• [Saved entries]:
▽
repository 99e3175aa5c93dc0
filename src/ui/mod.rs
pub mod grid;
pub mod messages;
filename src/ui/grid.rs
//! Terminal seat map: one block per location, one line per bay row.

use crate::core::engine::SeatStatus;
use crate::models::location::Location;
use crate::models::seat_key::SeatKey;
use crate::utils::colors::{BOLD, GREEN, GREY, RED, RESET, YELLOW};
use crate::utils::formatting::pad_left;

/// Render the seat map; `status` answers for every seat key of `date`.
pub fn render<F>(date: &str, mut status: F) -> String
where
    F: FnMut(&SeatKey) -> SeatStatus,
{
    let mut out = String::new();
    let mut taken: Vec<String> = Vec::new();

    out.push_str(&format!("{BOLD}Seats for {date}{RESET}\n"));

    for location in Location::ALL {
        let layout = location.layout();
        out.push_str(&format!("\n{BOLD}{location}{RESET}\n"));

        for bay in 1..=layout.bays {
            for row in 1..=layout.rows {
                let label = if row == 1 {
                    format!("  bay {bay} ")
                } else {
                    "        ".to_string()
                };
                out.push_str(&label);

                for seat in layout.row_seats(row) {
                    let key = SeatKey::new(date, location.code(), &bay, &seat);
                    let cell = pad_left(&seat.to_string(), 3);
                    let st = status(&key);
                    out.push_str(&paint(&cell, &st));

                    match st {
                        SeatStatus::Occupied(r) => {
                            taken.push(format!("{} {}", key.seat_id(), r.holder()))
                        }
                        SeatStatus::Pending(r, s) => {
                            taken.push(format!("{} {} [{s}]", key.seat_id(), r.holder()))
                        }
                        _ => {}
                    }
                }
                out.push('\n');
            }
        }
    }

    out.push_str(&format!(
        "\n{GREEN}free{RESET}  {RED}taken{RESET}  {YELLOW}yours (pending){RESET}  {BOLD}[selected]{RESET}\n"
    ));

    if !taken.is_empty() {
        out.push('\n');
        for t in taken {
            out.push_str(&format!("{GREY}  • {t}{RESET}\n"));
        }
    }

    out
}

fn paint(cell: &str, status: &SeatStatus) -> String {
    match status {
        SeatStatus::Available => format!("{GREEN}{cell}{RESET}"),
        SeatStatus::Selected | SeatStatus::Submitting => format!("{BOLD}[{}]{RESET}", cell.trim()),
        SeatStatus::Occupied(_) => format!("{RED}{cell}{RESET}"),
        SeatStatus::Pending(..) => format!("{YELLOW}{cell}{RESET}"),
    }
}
△
• [Problem requirements]: Every line above should be transcribed exactly.

• [Result for this exercise]:
repository 99e3175aa5c93dc0
filename src/ui/mod.rs
pub mod grid;
pub mod messages;
filename src/ui/grid.rs
//! Terminal seat map: one block per location, one line per bay row.

use crate::core::engine::SeatStatus;
use crate::models::location::Location;
use crate::models::seat_key::SeatKey;
use crate::utils::colors::{BOLD, GREEN, GREY, RED, RESET, YELLOW};
use crate::utils::formatting::pad_left;

/// Render the seat map; `status` answers for every seat key of `date`.
pub fn render<F>(date: &str, mut status: F) -> String
where
    F: FnMut(&SeatKey) -> SeatStatus,
{
    let mut out = String::new();
    let mut taken: Vec<String> = Vec::new();

    out.push_str(&format!("{BOLD}Seats for {date}{RESET}\n"));

    for location in Location::ALL {
        let layout = location.layout();
        out.push_str(&format!("\n{BOLD}{location}{RESET}\n"));

        for bay in 1..=layout.bays {
            for row in 1..=layout.rows {
                let label = if row == 1 {
                    format!("  bay {bay} ")
                } else {
                    "        ".to_string()
                };
                out.push_str(&label);

                for seat in layout.row_seats(row) {
                    let key = SeatKey::new(date, location.code(), &bay, &seat);
                    let cell = pad_left(&seat.to_string(), 3);
                    let st = status(&key);
                    out.push_str(&paint(&cell, &st));

                    match st {
                        SeatStatus::Occupied(r) => {
                            taken.push(format!("{} {}", key.seat_id(), r.holder()))
                        }
                        SeatStatus::Pending(r, s) => {
                            taken.push(format!("{} {} [{s}]", key.seat_id(), r.holder()))
                        }
                        _ => {}
                    }
                }
                out.push('\n');
            }
        }
    }

    out.push_str(&format!(
        "\n{GREEN}free{RESET}  {RED}taken{RESET}  {YELLOW}yours (pending){RESET}  {BOLD}[selected]{RESET}\n"
    ));

    if !taken.is_empty() {
        out.push('\n');
        for t in taken {
            out.push_str(&format!("{GREY}  • {t}{RESET}\n"));
        }
    }

    out
}

fn paint(cell: &str, status: &SeatStatus) -> String {
    match status {
        SeatStatus::Available => format!("{GREEN}{cell}{RESET}"),
        SeatStatus::Selected | SeatStatus::Submitting => format!("{BOLD}[{}]{RESET}", cell.trim()),
        SeatStatus::Occupied(_) => format!("{RED}{cell}{RESET}"),
        SeatStatus::Pending(..) => format!("{YELLOW}{cell}{RESET}"),
    }
}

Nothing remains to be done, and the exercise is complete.